It’s mostly of historical interest at this point, but the Reds’ pursuit of Marcell Ozuna was perhaps more spirited than was known at the time. The Cincinnati club offered him a three-year, $50MM contract, according to Jon Heyman of MLB Network (Twitter link).
Though it is somewhat unusual for a player to turn down a similar annual salary over a longer term for one on a shorter term, that’s just what Ozuna did. He picked the Braves’ offer of one year and $18MM. Whether the Reds also would’ve considered a single-season arrangement isn’t clear.
For Ozuna, this was a calculated gamble — not unlike the one he took when he spurned the Marlins’ interest in an extension way back when. He’s still just 29 years of age and has shown rather an impressive offensive ceiling (143 wRC+ in 2017).
If Ozuna can turn in another campaign along those lines, he might well earn a much larger contract. Even if not, another solid effort could allow him to take down something close to or even in excess of what the Reds would’ve paid him.
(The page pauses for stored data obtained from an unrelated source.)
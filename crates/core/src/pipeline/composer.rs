use crate::domain::news::{NewsContext, PortfolioSnapshot};
use crate::domain::plan::Intent;

/// Persona prepended to every synthesized prompt.
pub const SYSTEM_INSTRUCTION: &str = "\
You are a top-tier financial analyst specializing in the Indian stock market.
Your goal is to provide concise, accurate, and insightful summaries of stock performance, company news, and market trends.
Always prioritize data from the provided internal database. If the database news is empty or outdated, use your internal knowledge to provide a general market outlook but mention that you are using general information.
Keep your tone professional and your answers extremely brief (avoid long introductions or conclusions).";

/// Only the first rows per entity make it into the prompt. Part of the
/// observable contract, not a tuning knob.
pub const NEWS_ROWS_PER_ENTITY: usize = 10;

const NO_DATA_MARKER: &str = "NO RECENT DATA FOUND IN INTERNAL DATABASE.";

/// Assembles the final synthesis prompt. Pure; everything the prompt can
/// contain is in the arguments.
pub fn compose_prompt(
    intent: Intent,
    news: &NewsContext,
    portfolio: Option<&PortfolioSnapshot>,
    user_prompt: &str,
) -> String {
    let analysis_instructions = match intent {
        Intent::GeneralChat => {
            return format!("{SYSTEM_INSTRUCTION}\n\nUser Question: {user_prompt}");
        }
        Intent::StockResearch => {
            "Summarize the recent news for the stocks mentioned. Provide key sentiments and outlook."
                .to_string()
        }
        Intent::PortfolioAnalysis => {
            let rendered = portfolio
                .map(|p| serde_json::to_string_pretty(p).unwrap_or_else(|_| "null".to_string()))
                .unwrap_or_else(|| "null".to_string());
            format!("Analyze the following portfolio data in the context of current news:\n{rendered}")
        }
    };

    let mut news_section = String::new();
    if news.is_empty() {
        news_section.push_str(NO_DATA_MARKER);
    } else {
        for (name, rows) in news.iter() {
            let recent = &rows[..rows.len().min(NEWS_ROWS_PER_ENTITY)];
            let rendered =
                serde_json::to_string_pretty(recent).unwrap_or_else(|_| "[]".to_string());
            news_section.push_str(&format!(
                "\nINTERNAL DATABASE NEWS FOR {name}:\n{rendered}\n"
            ));
        }
    }

    format!(
        "{SYSTEM_INSTRUCTION}\n\n\
         CONTEXTUAL DATA:\n{news_section}\n\n\
         USER QUERY: {user_prompt}\n\n\
         {analysis_instructions}\n\n\
         Provide a concise summary."
    )
}
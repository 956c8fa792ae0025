use serde::{Deserialize, Serialize};
use serde_json::Value;

/// Account/holdings data from the tracker service, passed through to the
/// prompt verbatim. The orchestrator never inspects its structure.
pub type PortfolioSnapshot = Value;

/// One row from the news service's document search: a spreadsheet (and
/// optionally one tab within it) that might hold news for an entity.
#[derive(Debug, Clone, PartialEq, Eq, Serialize, Deserialize)]
#[serde(rename_all = "camelCase")]
pub struct CandidateDocument {
    pub name: String,
    pub spreadsheet_id: String,
    #[serde(default, skip_serializing_if = "Option::is_none")]
    pub gid: Option<String>,
}

/// News rows gathered per researched entity. Insertion order is the order
/// entities were researched and is what `researched_stocks` reports, so it
/// must stay deterministic.
#[derive(Debug, Clone, Default)]
pub struct NewsContext {
    entries: Vec<(String, Vec<Value>)>,
}

impl NewsContext {
    pub fn new() -> Self {
        Self::default()
    }

    pub fn push(&mut self, name: String, rows: Vec<Value>) {
        self.entries.push((name, rows));
    }

    pub fn is_empty(&self) -> bool {
        self.entries.is_empty()
    }

    pub fn iter(&self) -> impl Iterator<Item = (&str, &[Value])> {
        self.entries
            .iter()
            .map(|(name, rows)| (name.as_str(), rows.as_slice()))
    }

    pub fn names(&self) -> Vec<String> {
        self.entries.iter().map(|(name, _)| name.clone()).collect()
    }
}
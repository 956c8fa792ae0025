use crate::auth::{AuthError, IdentityExtractor};
use crate::domain::news::NewsContext;
use crate::domain::plan::Intent;
use crate::gateway::news::NewsFeed;
use crate::gateway::portfolio::{PortfolioError, PortfolioSource};
use crate::pipeline::composer;
use crate::pipeline::planner::IntentPlanner;
use crate::pipeline::refiner::SelectionRefiner;
use crate::pipeline::synthesis::{SynthesisEngine, SynthesisExhausted};
use serde::Serialize;
use std::fmt;
use std::sync::Arc;

/// Response payload for a successful `/chat` request.
#[derive(Debug, Clone, Serialize)]
pub struct ChatOutcome {
    pub answer: String,
    pub model: String,
    pub researched_stocks: Vec<String>,
}

/// The only failures `/chat` surfaces; everything else degrades inside the
/// pipeline.
#[derive(Debug)]
pub enum ChatError {
    Unauthorized(AuthError),
    Portfolio(PortfolioError),
    Synthesis(SynthesisExhausted),
}

impl fmt::Display for ChatError {
    fn fmt(&self, f: &mut fmt::Formatter<'_>) -> fmt::Result {
        match self {
            ChatError::Unauthorized(err) => write!(f, "{err}"),
            ChatError::Portfolio(err) => write!(f, "{err}"),
            ChatError::Synthesis(err) => write!(f, "{err}"),
        }
    }
}

impl std::error::Error for ChatError {
    fn source(&self) -> Option<&(dyn std::error::Error + 'static)> {
        match self {
            ChatError::Unauthorized(err) => Some(err),
            ChatError::Portfolio(err) => Some(err),
            ChatError::Synthesis(err) => Some(err),
        }
    }
}

/// Drives one chat request through authenticate → plan → gather → compose
/// → synthesize. All collaborators are injected, constructed once at
/// startup.
pub struct Orchestrator {
    identity: IdentityExtractor,
    planner: IntentPlanner,
    refiner: SelectionRefiner,
    synthesis: SynthesisEngine,
    portfolio: Arc<dyn PortfolioSource>,
    news: Arc<dyn NewsFeed>,
}

impl Orchestrator {
    pub fn new(
        identity: IdentityExtractor,
        planner: IntentPlanner,
        refiner: SelectionRefiner,
        synthesis: SynthesisEngine,
        portfolio: Arc<dyn PortfolioSource>,
        news: Arc<dyn NewsFeed>,
    ) -> Self {
        Self {
            identity,
            planner,
            refiner,
            synthesis,
            portfolio,
            news,
        }
    }

    pub async fn chat(
        &self,
        authorization: Option<&str>,
        prompt: &str,
    ) -> Result<ChatOutcome, ChatError> {
        let user_id = self
            .identity
            .extract_user_id(authorization)
            .map_err(ChatError::Unauthorized)?;
        tracing::info!(%user_id, "chat request authenticated");

        let mut plan = self.planner.plan(prompt).await;
        if plan.intent == Intent::PortfolioAnalysis {
            // Portfolio analysis always loads holdings, whatever the planner
            // said. The reverse (forcing the flag off for other intents) is
            // deliberately not done.
            plan.needs_portfolio = true;
        }

        let portfolio = if plan.needs_portfolio {
            // Identity extraction already required the header to be present.
            let header = authorization.unwrap_or_default();
            let snapshot = self
                .portfolio
                .fetch_portfolio(&user_id, header)
                .await
                .map_err(ChatError::Portfolio)?;
            Some(snapshot)
        } else {
            None
        };

        let mut news = NewsContext::new();
        for entity in &plan.entities {
            tracing::info!(%entity, "researching entity");
            let candidates = self.news.search_documents(entity).await;
            if candidates.is_empty() {
                tracing::info!(%entity, "no candidate documents found");
                continue;
            }

            let Some(selected) = self.refiner.select(&candidates, prompt).await else {
                tracing::info!(%entity, "no candidate deemed relevant");
                continue;
            };

            let rows = self.news.fetch_rows(&selected).await;
            tracing::info!(%entity, document = %selected.name, rows = rows.len(), "news gathered");
            news.push(selected.name.clone(), rows);
        }

        let composed = composer::compose_prompt(plan.intent, &news, portfolio.as_ref(), prompt);
        let outcome = self
            .synthesis
            .synthesize(&composed)
            .await
            .map_err(ChatError::Synthesis)?;

        Ok(ChatOutcome {
            answer: outcome.answer,
            model: outcome.model,
            researched_stocks: news.names(),
        })
    }
}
At the same time, there’s always risk — especially for a corner outfielder who has endured some shoulder problems and sagging numbers of late.
This bit of information is obviously also interesting because of its impact on the rest of the market. The Reds went on to strike a multi-year pact with Nick Castellanos, promising him $64MM over four seasons in a deal that he can opt out of after either of the first two campaigns.
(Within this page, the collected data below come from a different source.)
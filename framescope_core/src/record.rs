// Copyright 2026 the Framescope Authors
// SPDX-License-Identifier: Apache-2.0 OR MIT

//! Fixed-layout trace event records.
//!
//! An [`EventRecord`] is what producers write into a frame buffer and what
//! consumers read back after a flip. Its layout is `#[repr(C)]` and stable:
//!
//! ```text
//! offset  size  field
//!      0    32  name         (NUL-terminated UTF-8, at most 31 bytes of text)
//!     32    16  group_name   (NUL-terminated UTF-8, at most 15 bytes of text)
//!     48     8  timestamp_ns (offset since the frame's flip)
//!     56     8  thread_id
//!     64     4  event_type   (0 = enter, 1 = leave)
//!     68     4  color        (packed RGBA)
//! ```

use core::fmt;

/// Whether an event opens or closes a section.
#[derive(Clone, Copy, Debug, PartialEq, Eq, Hash)]
#[repr(u32)]
pub enum EventType {
    /// A section was entered.
    EnterSection = 0,
    /// A section was left.
    LeaveSection = 1,
}

impl EventType {
    const fn from_raw(raw: u32) -> Self {
        match raw {
            0 => Self::EnterSection,
            _ => Self::LeaveSection,
        }
    }
}

/// Inline text field of `N` bytes, always NUL-terminated.
///
/// Holds at most `N - 1` bytes of UTF-8. Longer input is cut at the last
/// character boundary that fits; unused bytes are zero.
#[derive(Clone, Copy, PartialEq, Eq, Hash)]
#[repr(transparent)]
pub struct FixedName<const N: usize>([u8; N]);

impl<const N: usize> FixedName<N> {
    /// Maximum number of text bytes the field stores.
    pub const MAX_LEN: usize = N - 1;

    /// An empty name.
    pub const EMPTY: Self = Self([0; N]);

    /// Copies `text` into a fixed field, truncating if needed.
    #[must_use]
    pub fn new(text: &str) -> Self {
        let mut bytes = [0_u8; N];
        let len = truncated_len(text, Self::MAX_LEN);
        bytes[..len].copy_from_slice(&text.as_bytes()[..len]);
        Self(bytes)
    }

    /// Returns the stored text.
    #[must_use]
    pub fn as_str(&self) -> &str {
        let len = self.0.iter().position(|&b| b == 0).unwrap_or(N);
        core::str::from_utf8(&self.0[..len]).unwrap_or_default()
    }

    /// Returns the raw bytes, including the NUL padding.
    #[must_use]
    pub const fn as_bytes(&self) -> &[u8; N] {
        &self.0
    }

    pub(crate) const fn from_bytes(bytes: [u8; N]) -> Self {
        Self(bytes)
    }
}

impl<const N: usize> Default for FixedName<N> {
    fn default() -> Self {
        Self::EMPTY
    }
}

impl<const N: usize> fmt::Debug for FixedName<N> {
    fn fmt(&self, f: &mut fmt::Formatter<'_>) -> fmt::Result {
        fmt::Debug::fmt(self.as_str(), f)
    }
}

/// Length of the longest prefix of `text` that fits in `max` bytes without
/// splitting a character.
fn truncated_len(text: &str, max: usize) -> usize {
    if text.len() <= max {
        return text.len();
    }
    let mut len = max;
    while !text.is_char_boundary(len) {
        len -= 1;
    }
    len
}

/// Section name field (31 bytes of text).
pub type SectionName = FixedName<32>;
/// Group name field (15 bytes of text).
pub type GroupName = FixedName<16>;

/// A single enter/leave event.
#[derive(Clone, Copy, Debug, PartialEq, Eq, Hash)]
#[repr(C)]
pub struct EventRecord {
    /// Name of the section (or of the producing thread, for hosts that label
    /// events by thread).
    pub name: SectionName,
    /// Name of the group the section belongs to.
    pub group_name: GroupName,
    /// Nanoseconds since the flip that opened the frame this event landed in.
    pub timestamp_ns: u64,
    /// Stable identifier of the producing thread.
    pub thread_id: u64,
    /// Enter or leave.
    pub event_type: EventType,
    /// Packed RGBA color for visualization.
    pub color: u32,
}

/// Number of `u64` words an [`EventRecord`] occupies in a frame buffer slot.
pub(crate) const RECORD_WORDS: usize = 9;

const NAME_WORDS: usize = 4;
const GROUP_WORDS: usize = 2;

impl EventRecord {
    /// Builds a record, truncating `name` and `group_name` to their fields.
    #[must_use]
    pub fn new(
        event_type: EventType,
        name: &str,
        group_name: &str,
        thread_id: u64,
        color: u32,
        timestamp_ns: u64,
    ) -> Self {
        Self {
            name: SectionName::new(name),
            group_name: GroupName::new(group_name),
            timestamp_ns,
            thread_id,
            event_type,
            color,
        }
    }

    /// Packs the record into slot words.
    pub(crate) fn to_words(&self) -> [u64; RECORD_WORDS] {
        let mut words = [0_u64; RECORD_WORDS];
        pack_bytes(self.name.as_bytes(), &mut words[..NAME_WORDS]);
        pack_bytes(
            self.group_name.as_bytes(),
            &mut words[NAME_WORDS..NAME_WORDS + GROUP_WORDS],
        );
        words[6] = self.timestamp_ns;
        words[7] = self.thread_id;
        words[8] = (u64::from(self.event_type as u32) << 32) | u64::from(self.color);
        words
    }

    /// Rebuilds a record from slot words produced by [`Self::to_words`].
    #[expect(
        clippy::cast_possible_truncation,
        reason = "the last word packs two u32 halves"
    )]
    pub(crate) fn from_words(words: &[u64; RECORD_WORDS]) -> Self {
        let mut name = [0_u8; 32];
        let mut group = [0_u8; 16];
        unpack_bytes(&words[..NAME_WORDS], &mut name);
        unpack_bytes(&words[NAME_WORDS..NAME_WORDS + GROUP_WORDS], &mut group);
        Self {
            name: SectionName::from_bytes(name),
            group_name: GroupName::from_bytes(group),
            timestamp_ns: words[6],
            thread_id: words[7],
            event_type: EventType::from_raw((words[8] >> 32) as u32),
            color: words[8] as u32,
        }
    }
}

fn pack_bytes(bytes: &[u8], words: &mut [u64]) {
    for (word, chunk) in words.iter_mut().zip(bytes.chunks_exact(8)) {
        let mut le = [0_u8; 8];
        le.copy_from_slice(chunk);
        *word = u64::from_le_bytes(le);
    }
}

fn unpack_bytes(words: &[u64], bytes: &mut [u8]) {
    for (word, chunk) in words.iter().zip(bytes.chunks_exact_mut(8)) {
        chunk.copy_from_slice(&word.to_le_bytes());
    }
}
It’s still a bit unclear how the market interplay between these players unfolded, but it was obviously a major factor. Notably, the Castellanos deal is far more desirable from the player’s perspective than that obtained by Ozuna from the Braves. After all, the former’s contract conveys both the upside of a possible return to the open market as well as long-term security. Unless Ozuna had another reason to prefer Atlanta, it stands to reason that his offer from the Reds did not include such generous opt-out opportunities.
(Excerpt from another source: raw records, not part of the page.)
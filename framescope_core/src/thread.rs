// Copyright 2026 the Framescope Authors
// SPDX-License-Identifier: Apache-2.0 OR MIT

//! Stable per-thread identifiers.

use std::cell::Cell;
use std::sync::atomic::{AtomicU64, Ordering};

static NEXT_THREAD_ID: AtomicU64 = AtomicU64::new(1);

thread_local! {
    /// Zero until the thread first asks for its id.
    static THREAD_ID: Cell<u64> = const { Cell::new(0) };
}

/// Returns an identifier for the calling thread.
///
/// Ids are non-zero, unique within the process, and stable for the thread's
/// lifetime. The first call on a thread assigns the id; later calls are a
/// thread-local read.
#[inline]
#[must_use]
pub fn current_thread_id() -> u64 {
    THREAD_ID.with(|cell| {
        let id = cell.get();
        if id != 0 {
            return id;
        }
        let id = NEXT_THREAD_ID.fetch_add(1, Ordering::Relaxed);
        cell.set(id);
        id
    })
}
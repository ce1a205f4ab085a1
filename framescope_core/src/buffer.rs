// Copyright 2026 the Framescope Authors
// SPDX-License-Identifier: Apache-2.0 OR MIT

//! Fixed-capacity, append-only event storage.
//!
//! A [`FrameBuffer`] is a cheap, cloneable handle to a slot array sized once
//! at construction. Each slot is a row of atomic words, so producers on any
//! thread can fill slots concurrently without locks and without `unsafe`.
//!
//! # Write protocol
//!
//! The buffer keeps a reservation cursor whose top bit is the *sealed* flag:
//!
//! 1. A producer `fetch_add`s the cursor. If the previous value carries the
//!    sealed bit, the buffer has been flipped out and the producer must retry
//!    against the newly active buffer. Otherwise the previous value is the
//!    producer's unique slot index.
//! 2. An index at or past capacity marks the buffer overflowed and the event
//!    is dropped.
//! 3. Otherwise the producer stores the record's words into its slot and
//!    bumps the commit counter with `Release` ordering.
//!
//! The flip seals the buffer with a single `fetch_or`, which fixes the number
//! of reserved slots, then waits for the commit counter to reach that number.
//! Once it does, every record in the buffer is visible to the thread that
//! observed the final commit count.

use core::fmt;
use std::sync::Arc;
use std::sync::atomic::{AtomicBool, AtomicU64, Ordering};

use crate::record::{EventRecord, RECORD_WORDS};
use crate::time::HostTime;

const SEALED: u64 = 1 << 63;

#[derive(Default)]
struct Slot {
    words: [AtomicU64; RECORD_WORDS],
}

/// Shared state behind a [`FrameBuffer`] handle.
pub(crate) struct BufferCore {
    slots: Box<[Slot]>,
    cursor: AtomicU64,
    committed: AtomicU64,
    overflowed: AtomicBool,
    origin: AtomicU64,
}

/// Result of a single write attempt.
#[derive(Clone, Copy, Debug, PartialEq, Eq)]
pub(crate) enum PushOutcome {
    /// The record was stored.
    Written,
    /// The buffer was full; the record was dropped.
    Overflowed,
    /// The buffer has been flipped out; retry against the active buffer.
    Sealed,
}

/// Counts fixed by sealing a buffer.
#[derive(Clone, Copy, Debug, PartialEq, Eq)]
pub(crate) struct SealedCounts {
    /// Records written (never more than capacity).
    pub(crate) event_count: u64,
    /// Whether any write attempt found the buffer full.
    pub(crate) overflowed: bool,
}

impl BufferCore {
    fn new(capacity: usize) -> Self {
        Self {
            slots: (0..capacity).map(|_| Slot::default()).collect(),
            // Fresh buffers refuse writes until a session opens them.
            cursor: AtomicU64::new(SEALED),
            committed: AtomicU64::new(0),
            overflowed: AtomicBool::new(false),
            origin: AtomicU64::new(0),
        }
    }

    fn capacity(&self) -> u64 {
        self.slots.len() as u64
    }

    /// Resets the buffer and starts accepting writes for a frame that began
    /// at `origin`.
    ///
    /// Must only be called on a sealed buffer whose writers have drained,
    /// which is what [`Self::seal`] guarantees on return.
    pub(crate) fn open(&self, origin: HostTime) {
        self.committed.store(0, Ordering::Relaxed);
        self.overflowed.store(false, Ordering::Relaxed);
        self.origin.store(origin.nanos(), Ordering::Relaxed);
        // Publishes the stores above to any producer that reserves a slot.
        self.cursor.store(0, Ordering::Release);
    }

    /// Attempts to append one record. `make` receives the frame origin and
    /// is only called once a slot has been reserved.
    #[inline]
    pub(crate) fn try_push(&self, make: impl FnOnce(HostTime) -> EventRecord) -> PushOutcome {
        let raw = self.cursor.fetch_add(1, Ordering::AcqRel);
        if raw & SEALED != 0 {
            return PushOutcome::Sealed;
        }
        let Some(slot) = usize::try_from(raw).ok().and_then(|i| self.slots.get(i)) else {
            self.overflowed.store(true, Ordering::Relaxed);
            return PushOutcome::Overflowed;
        };
        let origin = HostTime(self.origin.load(Ordering::Relaxed));
        let words = make(origin).to_words();
        for (dst, src) in slot.words.iter().zip(words) {
            dst.store(src, Ordering::Relaxed);
        }
        self.committed.fetch_add(1, Ordering::Release);
        PushOutcome::Written
    }

    /// Stops further writes and waits for in-flight writers to finish.
    ///
    /// `spin_iterations` bounds busy-waiting before the flipping thread
    /// starts yielding.
    pub(crate) fn seal(&self, spin_iterations: u32) -> SealedCounts {
        let raw = self.cursor.fetch_or(SEALED, Ordering::AcqRel);
        if raw & SEALED != 0 {
            return self.sealed_counts();
        }
        let reserved = raw;
        let written = reserved.min(self.capacity());
        let mut spins = 0_u32;
        while self.committed.load(Ordering::Acquire) < written {
            if spins < spin_iterations {
                spins += 1;
                core::hint::spin_loop();
            } else {
                std::thread::yield_now();
            }
        }
        if reserved > written {
            self.overflowed.store(true, Ordering::Relaxed);
        }
        SealedCounts {
            event_count: written,
            overflowed: reserved > written,
        }
    }

    /// Appends the first `count` records of this sealed buffer to `target`.
    ///
    /// Both buffers must share a frame origin, since timestamps are copied
    /// unchanged. Records that do not fit mark `target` overflowed.
    pub(crate) fn carry_into(&self, count: u64, target: &Self) {
        let count = usize::try_from(count).map_or(self.slots.len(), |n| n.min(self.slots.len()));
        for index in 0..count {
            let record = self.read(index);
            if target.try_push(|_| record) != PushOutcome::Written {
                target.mark_overflowed();
                return;
            }
        }
    }

    /// Flags the buffer as having dropped an event.
    pub(crate) fn mark_overflowed(&self) {
        self.overflowed.store(true, Ordering::Relaxed);
    }

    fn sealed_counts(&self) -> SealedCounts {
        SealedCounts {
            event_count: self.committed.load(Ordering::Acquire),
            overflowed: self.overflowed.load(Ordering::Relaxed),
        }
    }

    fn is_sealed(&self) -> bool {
        self.cursor.load(Ordering::Acquire) & SEALED != 0
    }

    fn read(&self, index: usize) -> EventRecord {
        let mut words = [0_u64; RECORD_WORDS];
        for (dst, src) in words.iter_mut().zip(&self.slots[index].words) {
            *dst = src.load(Ordering::Relaxed);
        }
        EventRecord::from_words(&words)
    }
}

/// A fixed-capacity buffer of [`EventRecord`]s.
///
/// Cloning a `FrameBuffer` clones the handle, not the storage. The session
/// fills the buffer during a frame and hands it to the consumer at flip
/// time; the consumer may read it, keep it, or hand it back for reuse.
///
/// Records are readable once the buffer has been flipped out (sealed). While
/// a buffer is the active write target, [`len`](Self::len) reports zero and
/// [`write_cursor`](Self::write_cursor) shows live progress.
#[derive(Clone)]
pub struct FrameBuffer {
    core: Arc<BufferCore>,
}

impl FrameBuffer {
    /// Allocates a buffer with room for `capacity` records.
    #[must_use]
    pub fn new(capacity: usize) -> Self {
        Self {
            core: Arc::new(BufferCore::new(capacity)),
        }
    }

    /// Maximum number of records the buffer holds.
    #[must_use]
    pub fn capacity(&self) -> usize {
        self.core.slots.len()
    }

    /// Number of write attempts so far, saturated at capacity.
    ///
    /// Once the buffer is sealed this is the number of stored records, so
    /// appends that raced the seal and were redirected are not counted.
    #[must_use]
    #[expect(
        clippy::cast_possible_truncation,
        reason = "the value is clamped to capacity, which is a usize"
    )]
    pub fn write_cursor(&self) -> usize {
        let raw = self.core.cursor.load(Ordering::Acquire);
        let reserved = if raw & SEALED == 0 {
            raw
        } else {
            self.core.committed.load(Ordering::Acquire)
        };
        reserved.min(self.core.capacity()) as usize
    }

    /// Whether a write attempt found the buffer full during its last frame.
    #[must_use]
    pub fn overflowed(&self) -> bool {
        self.core.overflowed.load(Ordering::Relaxed)
    }

    /// Whether the buffer is currently refusing writes.
    #[must_use]
    pub fn is_sealed(&self) -> bool {
        self.core.is_sealed()
    }

    /// Number of readable records.
    #[must_use]
    #[expect(
        clippy::cast_possible_truncation,
        reason = "the value is clamped to capacity, which is a usize"
    )]
    pub fn len(&self) -> usize {
        if !self.core.is_sealed() {
            return 0;
        }
        let committed = self.core.committed.load(Ordering::Acquire);
        committed.min(self.core.capacity()) as usize
    }

    /// Whether there are no readable records.
    #[must_use]
    pub fn is_empty(&self) -> bool {
        self.len() == 0
    }

    /// Returns the record at `index`, if readable.
    #[must_use]
    pub fn get(&self, index: usize) -> Option<EventRecord> {
        (index < self.len()).then(|| self.core.read(index))
    }

    /// Iterates over the readable records in slot order.
    #[must_use]
    pub fn events(&self) -> Events<'_> {
        Events {
            buffer: self,
            next: 0,
            end: self.len(),
        }
    }

    /// Copies the readable records out.
    #[must_use]
    pub fn to_vec(&self) -> Vec<EventRecord> {
        self.events().collect()
    }

    /// Whether two handles refer to the same storage.
    #[must_use]
    pub fn ptr_eq(a: &Self, b: &Self) -> bool {
        Arc::ptr_eq(&a.core, &b.core)
    }

    pub(crate) fn core(&self) -> &Arc<BufferCore> {
        &self.core
    }
}

impl fmt::Debug for FrameBuffer {
    fn fmt(&self, f: &mut fmt::Formatter<'_>) -> fmt::Result {
        f.debug_struct("FrameBuffer")
            .field("capacity", &self.capacity())
            .field("write_cursor", &self.write_cursor())
            .field("overflowed", &self.overflowed())
            .field("sealed", &self.is_sealed())
            .finish_non_exhaustive()
    }
}

/// Iterator over the records of a sealed [`FrameBuffer`].
#[derive(Debug)]
pub struct Events<'a> {
    buffer: &'a FrameBuffer,
    next: usize,
    end: usize,
}

impl Iterator for Events<'_> {
    type Item = EventRecord;

    fn next(&mut self) -> Option<Self::Item> {
        if self.next >= self.end {
            return None;
        }
        let record = self.buffer.core.read(self.next);
        self.next += 1;
        Some(record)
    }

    fn size_hint(&self) -> (usize, Option<usize>) {
        let n = self.end - self.next;
        (n, Some(n))
    }
}

impl ExactSizeIterator for Events<'_> {}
Signing Ozuna cost a draft pick, it’s worth noting, since he turned down a qualifying offer from the Cardinals. He’s also no longer eligible to receive one in the future. The Reds might’ve been more comfortable with the structure they gave Castellanos since he did not cost a pick up front and remains eligible to receive a QO if he opts out (thus carrying the possibility of eventual draft compensation to the team).